In Game 1, I take a Force Spike out with a first-turn Duress, play a Shade, and it goes all the way despite his Angel (see the Rules Insert, below). In Game 2, he stalls at four land… But I draw land six turns in a row. Without the early pressure, I can’t win when the Angel comes out. In Game 3, he gets an Angel active on turn 4 and has every counter in the deck waiting as a backup. I come within one turn of winning, but he counters the False Cure.
RULES INSERT: Abilities that trigger off combat damage, like the Exalted Angel’s, go on the stack after the damage is dealt. Before the trigger goes on the stack, we check State-Based Effects (rule 420). If you’re at zero, you lose before you gain the life. This happened in Game 1. Rob was at six, and had an Angel. I had a face-up Specter and a Shade. I attacked, and he blocked the Specter, thinking he’d stay alive. I pumped the Shade and proved him wrong.
Matches 1-1. Games 3-2.
Round 3: Jason Collins
Jason’s playing Kai’s Wake deck, card-for-card. I’m one mana/one turn from winning with the Archon when Jason goes into some horrid loop, killing everything and creating an army of elephants. In Games 2 and 3, early disruption do him in. In Game 3, he makes the mistake of playing Wrath of God when I have out a Rotlung and two Bodyguards. I swing for two instead of four, sealing his fate.
RULES INSERT: Rotlung Reanimator triggers on itself and any other Clerics that leave play at the same time. Each time an event removes from play or changes who controls one or more permanents, all the permanents in play just before the event (with continuous effects that existed at that time) are checked for trigger events that match what just left play or changed control (rule 410.10d).
Matches: 2-1. Games 5-3.
Round 4: Logan McDougall
Logan, one of our juniors, is playing a very tight, very nice Wizards deck, except that it doesn’t have Opposition in it – which might make it a real contender. He said he just couldn’t find any. (May I suggest StarCity’s fantabulous Online store? – The Ferrett) He’s playing a few sub-optimal cards, but I think the deck will eventually be worth playing.
In Game 1, he gets out the good wizards and a Future Sight. Right before I take control of the game, he bounces all my guys, and I have no chance. In Game 2, he taps out on turn 2 to play Kai (face down; what the hell?). Engineered Plague ruins his day, and I proceed to drop an Angel. In Game 3, he doesn’t have a counter for the second-turn Shade, and it goes all the way.

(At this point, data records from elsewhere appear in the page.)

//! Server startup utilities.

use clinica_config::AppConfig;
use tracing::info;

/// Prints the startup banner.
pub fn print_banner() {
    info!(r#"
      _ _       _
  ___| (_)_ __ (_) ___ __ _
 / __| | | '_ \| |/ __/ _` |
| (__| | | | | | | (_| (_| |
 \___|_|_|_| |_|_|\___\__,_|
    "#);
}

/// Prints server startup information.
pub fn print_startup_info(config: &AppConfig) {
    let separator = "=".repeat(60);
    let addr = config.server.addr();
    info!("{}", separator);
    info!("REST API:  http://{}/api/v1", addr);
    info!("Health:    http://{}/health", addr);
    info!("Store:     {:?}", config.database.backend);
    info!("Cache:     {:?}", config.cache.backend);
    info!(
        "TTLs:      {}s entities, {}s presence",
        config.cache.entity_ttl_secs, config.cache.presence_ttl_secs
    );
    info!("{}", separator);
}

#[cfg(test)]
mod tests {
    use super::*;

    #[test]
    fn test_print_banner_does_not_panic() {
        let _ = tracing_subscriber::fmt::try_init();
        print_banner();
    }

    #[test]
    fn test_print_startup_info_does_not_panic() {
        let _ = tracing_subscriber::fmt::try_init();
        print_startup_info(&AppConfig::default());
    }
}
//! Disease-history entry, embedded inside its owning patient.

use crate::{HistoryId, PatientId};
use serde::{Deserialize, Serialize};

/// One disease-history entry.
#[derive(Debug, Clone, PartialEq, Eq, Serialize, Deserialize)]
pub struct DiseaseHistory {
    #[serde(rename = "_id")]
    pub id: HistoryId,
    pub patient_id: PatientId,
    #[serde(default)]
    pub diseases_name: String,
}

impl DiseaseHistory {
    #[must_use]
    pub fn new(id: HistoryId, patient_id: PatientId, diseases_name: impl Into<String>) -> Self {
        Self {
            id,
            patient_id,
            diseases_name: diseases_name.into(),
        }
    }
}

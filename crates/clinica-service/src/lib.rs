//! # Clinica Service
//!
//! Cache-aside coordination and the application services built on it.
//!
//! Reads consult the cache store first and fall back to the document store,
//! populating the cache on the way out. Writes go to the document store
//! first; only after they succeed is the cache refreshed or invalidated.

pub mod cache;
pub mod coordinator;
pub mod disease_history_service;
pub mod dto;
pub mod health;
pub mod r#impl;
pub mod patient_service;
pub mod pending_test_service;
pub mod presence_service;

pub use cache::*;
pub use coordinator::*;
pub use disease_history_service::*;
pub use dto::*;
pub use health::*;
pub use patient_service::*;
pub use pending_test_service::*;
pub use presence_service::*;
pub use r#impl::*;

RULES INSERT: With Engineered Plague, you name the creature type on resolution, not announcement. With Persecute, you name the color on resolution. Be patient when you play these cards; if you name things too fast you hand your opponent free information, which lets him decide whether he wants to counter.
Matches: 3-1. Games 7-4.
Round 5: Marvin Anunciacion
Marvin is one of the Opposition players I beat the night before (a Quiet Speculation variant), but I’m still worried. He doesn’t bother tapping down lands. He taps down dudes with his Birds/Elves, and then swings with Wurm tokens. In Game 1, I’m once again 1 turn away from winning with Archon drains when he flies over for many beatings.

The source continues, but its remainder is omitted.